Jealousy and suspicion in marriages needs to be acknowledged, brought into the open and brought to resolution.
A quick Google search reveals numerous histories of husbands who, driven by jealousy, have attacked, even killed their wives.
In July last year a jealous Israeli husband murdered his wife and two small children and then burned their bodies because he suspected she was having an affair over the internet. In November a New York City husband stabbed his wife to death then hanged himself because he was jealous of her crush on a Bollywood actor.
Jealousy rarely goes to such extremes. But, as the British relationship counselling service Relate says on its website, ‘Jealousy can rear its head in any relationship. It’s a destructive emotion. It has the potential to suffocate a happy partnership and break down the trust that was there.’ The Bible confirms this: Jealousy arouses a husband’s fury, and he will show no mercy when he takes revenge (Proverbs 6:34).
Marital jealousy is an age-old phenomenon. In the book of Numbers, written over three millennia ago, we find detailed provisions on what to do when a spirit of jealousy comes over a husband and he suspects his wife of marital infidelity (verse 14). Of course, wives can also be affected by jealousy, though they are less likely to resort to serious violence. In the male-dominated society of 13th century BC Israel, sadly, there were no provisions for a wife who suspected her husband.
Making allowances for the relatively primitive state of development of society at that time, there is nonetheless much that we can learn from these provisions about dealing with jealousy in a marriage, whichever partner experiences the jealousy.
Firstly, these provisions tell us something about the nature of our emotions. A spirit of jealousy (some versions translate, feelings of jealousy) coming over a husband or wife is not proof in itself that the emotions which it generates are justified (verse 14). This is important for our Western culture, where feelings are increasingly being used to determine behaviour. We even speak of living in an age of post-truth, which is defined as, ‘A situation in which people are more likely to accept an argument based on their emotions and beliefs, rather than one based on facts.’ Our feelings – jealousy or otherwise – may or may not be consistent with reality, but they are unreliable as a primary guide.
Secondly, we see the importance of bringing marital jealousy into the open. This may cause short-term damage to a relationship, but allowing suspicion and jealousy to fester in secret is likely to be much more harmful in the long term. When matters are brought out into the open, it may well be useful to bring in a third party who has the confidence of both partners, to avoid emotions getting out of hand – just as here the matter is brought before the priest (verse 15), a key figure in that society.
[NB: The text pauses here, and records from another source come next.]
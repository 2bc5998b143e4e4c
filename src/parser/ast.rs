use serde::Serialize;

use crate::lexer::Position;

/// A parsed source file, reduced to the declarations the generator reads.
/// Function bodies are skipped at parse time and never represented.
#[derive(Debug, Clone, Serialize)]
pub struct File {
    pub package: String,
    pub doc: Option<String>,
    pub imports: Vec<ImportSpec>,
    pub types: Vec<TypeDecl>,
    pub funcs: Vec<FuncDecl>,
}

impl File {
    pub fn type_decl(&self, name: &str) -> Option<&TypeDecl> {
        self.types.iter().find(|t| t.name == name)
    }
}

#[derive(Debug, Clone, Serialize)]
pub struct ImportSpec {
    pub path: String,
    pub alias: Option<String>,
    pub pos: Position,
}

#[derive(Debug, Clone, Serialize)]
pub struct TypeDecl {
    pub doc: Option<String>,
    pub name: String,
    /// `type A = B` alias form.
    pub assign: bool,
    pub type_params: Vec<TypeParam>,
    pub expr: TypeExpr,
    pub pos: Position,
}

#[derive(Debug, Clone, Serialize)]
pub struct TypeParam {
    pub names: Vec<String>,
    pub constraint: TypeExpr,
}

#[derive(Debug, Clone, Serialize)]
pub struct FuncDecl {
    pub doc: Option<String>,
    pub has_receiver: bool,
    pub name: String,
    pub type_params: Vec<TypeParam>,
    pub params: Vec<Param>,
    pub results: Vec<Param>,
    pub pos: Position,
}

#[derive(Debug, Clone, Serialize)]
pub struct Param {
    pub name: Option<String>,
    pub expr: TypeExpr,
    pub variadic: bool,
}

#[derive(Debug, Clone, Serialize)]
pub struct FieldDecl {
    pub doc: Option<String>,
    pub names: Vec<String>,
    pub embedded: bool,
    pub expr: TypeExpr,
    pub tag: Option<String>,
    pub pos: Position,
}

/// Type expressions, shaped after what the resolver dispatches on. Shapes
/// outside the supported subset (funcs, channels) parse into opaque variants
/// and only fail once something tries to resolve them.
#[derive(Debug, Clone, PartialEq, Eq, Serialize)]
pub enum TypeExpr {
    Ident(String),
    Selector {
        pkg: String,
        name: String,
    },
    Pointer(Box<TypeExpr>),
    Slice(Box<TypeExpr>),
    Array {
        len: String,
        elem: Box<TypeExpr>,
    },
    Map {
        key: Box<TypeExpr>,
        value: Box<TypeExpr>,
    },
    Struct(Vec<FieldDecl>),
    /// Interface body reduced to its type terms; methods are dropped.
    Interface(Vec<TypeExpr>),
    Index {
        base: Box<TypeExpr>,
        args: Vec<TypeExpr>,
    },
    Union(Vec<TypeExpr>),
    FuncType,
    Chan(Box<TypeExpr>),
}

impl PartialEq for FieldDecl {
    fn eq(&self, other: &Self) -> bool {
        self.names == other.names && self.expr == other.expr && self.tag == other.tag
    }
}

impl Eq for FieldDecl {}

impl TypeExpr {
    /// Rendering used for diagnostics and array lengths, not for emission.
    pub fn describe(&self) -> String {
        match self {
            TypeExpr::Ident(name) => name.clone(),
            TypeExpr::Selector { pkg, name } => format!("{pkg}.{name}"),
            TypeExpr::Pointer(inner) => format!("*{}", inner.describe()),
            TypeExpr::Slice(inner) => format!("[]{}", inner.describe()),
            TypeExpr::Array { len, elem } => format!("[{len}]{}", elem.describe()),
            TypeExpr::Map { key, value } => {
                format!("map[{}]{}", key.describe(), value.describe())
            }
            TypeExpr::Struct(_) => "struct{..}".to_string(),
            TypeExpr::Interface(_) => "interface{..}".to_string(),
            TypeExpr::Index { base, args } => {
                let args = args
                    .iter()
                    .map(TypeExpr::describe)
                    .collect::<Vec<_>>()
                    .join(", ");
                format!("{}[{args}]", base.describe())
            }
            TypeExpr::Union(terms) => terms
                .iter()
                .map(TypeExpr::describe)
                .collect::<Vec<_>>()
                .join(" | "),
            TypeExpr::FuncType => "func(..)".to_string(),
            TypeExpr::Chan(inner) => format!("chan {}", inner.describe()),
        }
    }
}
Thirdly, we see the value of a dispute resolution procedure which both parties commit themselves to in advance. In Numbers 5 it is a judicial procedure - and it is not so long ago that British courts investigated allegations of adultery in divorce proceedings. Nowadays dispute resolution is more likely to come through counselling or therapy, or through the help of a mutual friend or mediator. But at some point, as here, the truthfulness of the suspicions needs to be addressed.
The procedure in Numbers may sound in the 21st century a bit like a magic trick: the woman drinks disgusting water and, if she is guilty as accused, her abdomen swells up and her thigh wastes away (verses 27-28). Behind this, though, we see that God desires to bring the truth out into the open. So, if we are called to be involved in a situation of marital jealousy, prayer is crucial. Even when we pray, deceit may continue; but ultimately truth will out. God will make sure of this, but will do it in his own time.
The fourth element is something which today we would associate more with a court of law than with marital counselling: swearing a solemn oath. Yet every couple makes a solemn oath together on the day of their marriage in the presence of a registrar, witnesses and Almighty God. So, when jealousy and suspicion arise, another solemn oath is powerful, because it ties them in to their original marriage oath.
Asking a person to swear a solemn oath does not guarantee truthfulness. There are plenty of references to false witnesses in the Bible. But lying under oath is a serious business. In a court of law, in the presence of a judge, it is the punishable offence of perjury. How much more serious is lying under oath in the presence of the Judge of all the earth! We are warned, the false witness will perish, will not go unpunished (Proverbs 19:5, 19:9, 21:28).
The awesome power of an oath is demonstrated when Jacob is fleeing from his father-in-law Laban in Genesis 32. His wife Rachel had stolen her father's household gods, without Jacob knowing, and he was furious to have lost them. Jacob is indignant at being accused and swears, “If you find anyone who has your gods, they shall not live.” Rachel stays silent. She sits on the gods, pretending she cannot get up because she is on her period. But her husband’s words enter into her (without him knowing it). Only three chapters later she dies prematurely, while giving birth to her second child.
Under the new covenant of grace, established by Jesus, the aim of any response to marital jealousy or suspicion is not punishing the guilty, as here, but bringing about reconciliation. The procedure in Numbers fell into disuse long ago (if, indeed, it was ever used); but jealousy and suspicion in marriages remains a crucial issue. It needs to be acknowledged, brought into the open and brought to resolution, wherever possible, to enable the marriage to thrive once again.